Prime Minister Benjamin Netanyahu on Monday met with Comprehensive Nuclear Test Ban Treaty Organization Executive Secretary Dr. Lassina Zerbo and told her that the State of Israel supports the treaty and its goals, which is why it was happy to sign it. However, as the Prime Minister’s press release put it, “the issue of ratification depends on the regional context and the appropriate timing.”
Or, as Dr. Zerbo told the AP, Netanyahu considers the issue of ratifying the treaty a matter of “when, rather than if.”
Dr. Zerbo arrived in Israel at the invitation of Atomic Energy Commission Director Zeev Senir. It is Dr. Zerbo’s third visit to Israel as CNTBTO Executive Secretary and marks 20 years since the Comprehensive Nuclear Test Ban Treaty was opened for signing. According to the prime minister’s office, the visit was “an expression of the longstanding successful cooperation between Israel and the organization.”

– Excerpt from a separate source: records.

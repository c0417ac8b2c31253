//! Authentication commands: OPER and THEATER.

use async_trait::async_trait;
use limelight_proto::{Message, Name, Prefix, Response};
use tracing::info;

use super::{Context, Handler};
use crate::error::{ChannelError, HandlerError, HandlerResult};
use crate::password;

/// OPER - claim server operator status.
pub struct OperHandler;

#[async_trait]
impl Handler for OperHandler {
    async fn handle(&self, ctx: &mut Context<'_>, msg: &Message) -> HandlerResult {
        let oper_name = msg.param(0).ok_or(HandlerError::NeedMoreParams)?.to_string();
        let supplied = msg.param(1).ok_or(HandlerError::NeedMoreParams)?.to_string();

        let folded = Name::new(oper_name.as_str()).folded().to_string();
        // An unknown name still burns a verification so failures take the
        // same time either way.
        let ok = match ctx.server.operators.get(&folded) {
            Some(digest) => password::verify(digest, &supplied),
            None => {
                password::verify(password::burn_digest(), &supplied);
                false
            }
        };
        if !ok {
            return Err(HandlerError::PasswordMismatch);
        }

        let nick = ctx.nick();
        if let Some(client) = ctx.server.client_mut(ctx.id) {
            client.modes.operator = true;
        }
        info!(nick = %nick, oper = %oper_name, "operator authenticated");
        ctx.server
            .numeric(ctx.id, Response::RPL_YOUREOPER, &["You are now an IRC operator"]);
        let server_name = ctx.server.name.clone();
        let mode = Message::cmd("MODE", &[&nick, "+o"])
            .with_prefix(Prefix::ServerName(server_name));
        ctx.server.send_to(ctx.id, mode);
        Ok(())
    }
}

/// THEATER - authenticate for a theater channel, then send lines under
/// arbitrary nicks there.
///
/// `THEATER IDENTIFY <#chan> <password>` grants narration rights;
/// `THEATER PRIVMSG <#chan> <nick> :<text>` and
/// `THEATER ACTION <#chan> <nick> :<text>` deliver under the spoofed nick.
/// Channel access checks run against the real client, not the spoofed
/// prefix.
pub struct TheaterHandler;

#[async_trait]
impl Handler for TheaterHandler {
    async fn handle(&self, ctx: &mut Context<'_>, msg: &Message) -> HandlerResult {
        let sub = msg.param(0).ok_or(HandlerError::NeedMoreParams)?.to_ascii_uppercase();
        match sub.as_str() {
            "IDENTIFY" => identify(ctx, msg),
            "PRIVMSG" => narrate(ctx, msg, false),
            "ACTION" => narrate(ctx, msg, true),
            _ => Err(HandlerError::NeedMoreParams),
        }
    }
}

fn identify(ctx: &mut Context<'_>, msg: &Message) -> HandlerResult {
    let chan = msg.param(1).ok_or(HandlerError::NeedMoreParams)?.to_string();
    let supplied = msg.param(2).ok_or(HandlerError::NeedMoreParams)?.to_string();

    let name = Name::new(chan.as_str());
    if !name.is_channel() {
        return Err(HandlerError::NoSuchChannel(chan));
    }
    let folded = name.folded().to_string();
    let ok = match ctx.server.theaters.get(&folded) {
        Some(digest) => password::verify(digest, &supplied),
        None => {
            password::verify(password::burn_digest(), &supplied);
            false
        }
    };
    if !ok {
        return Err(HandlerError::PasswordMismatch);
    }

    let nick = ctx.nick();
    if let Some(client) = ctx.server.client_mut(ctx.id) {
        client.theater_grants.insert(folded);
    }
    info!(nick = %nick, theater = %chan, "theater authenticated");
    let server_name = ctx.server.name.clone();
    let notice = Message::cmd("NOTICE", &[&nick, &format!("You are now authorized for {chan}")])
        .with_prefix(Prefix::ServerName(server_name));
    ctx.server.send_to(ctx.id, notice);
    Ok(())
}

fn narrate(ctx: &mut Context<'_>, msg: &Message, action: bool) -> HandlerResult {
    let chan = msg.param(1).ok_or(HandlerError::NeedMoreParams)?.to_string();
    let spoof = msg.param(2).ok_or(HandlerError::NeedMoreParams)?.to_string();
    let text = msg.param(3).ok_or(HandlerError::NeedMoreParams)?.to_string();

    let folded = Name::new(chan.as_str()).folded().to_string();
    if !ctx.client()?.theater_grants.contains(&folded) {
        return Err(HandlerError::PasswordMismatch);
    }
    let chan_record = ctx
        .server
        .channels
        .get(&folded)
        .ok_or_else(|| HandlerError::NoSuchChannel(chan.clone()))?;

    // The spoofed prefix never bypasses access control: bans and send
    // gates apply to the authenticated client.
    let userhost = ctx.client()?.userhost().unwrap_or_default();
    if chan_record.bans.matches(&userhost) && !chan_record.excepts.matches(&userhost) {
        return Err(ChannelError::CannotSendToChan.on(&chan));
    }
    if let Err(e) = chan_record.check_send(Some(ctx.id)) {
        return Err(e.on(&chan));
    }

    let chan_name = chan_record.name.as_str().to_string();
    let body = if action {
        format!("\u{1}ACTION {text}\u{1}")
    } else {
        text
    };
    let server_name = ctx.server.name.clone();
    let relay = Message::cmd("PRIVMSG", &[&chan_name, &body])
        .with_prefix(Prefix::user(spoof, "theater", server_name));
    ctx.server.broadcast_to_channel(&folded, relay, Some(ctx.id));
    Ok(())
}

The Comprehensive Nuclear-Test-Ban Treaty (CTBT) is a multilateral treaty by states that agree to ban all nuclear explosions in all environments, for military or civilian purposes. It was adopted by the United Nations General Assembly on September 10, 1996 but is yet enter into force. Israel was active in negotiating the treaty and signed it in 1996. It is represented in the organization by an envoy with ambassadorial rank and is taking part in building a verification regime for the treaty.
The Treaty was opened for signature in New York on September 24, 1996, at which point it was signed by 71 States, including five of the eight then nuclear-capable states. As of March 2015, 164 states have ratified the CTBT and another 19 states have signed but not ratified it.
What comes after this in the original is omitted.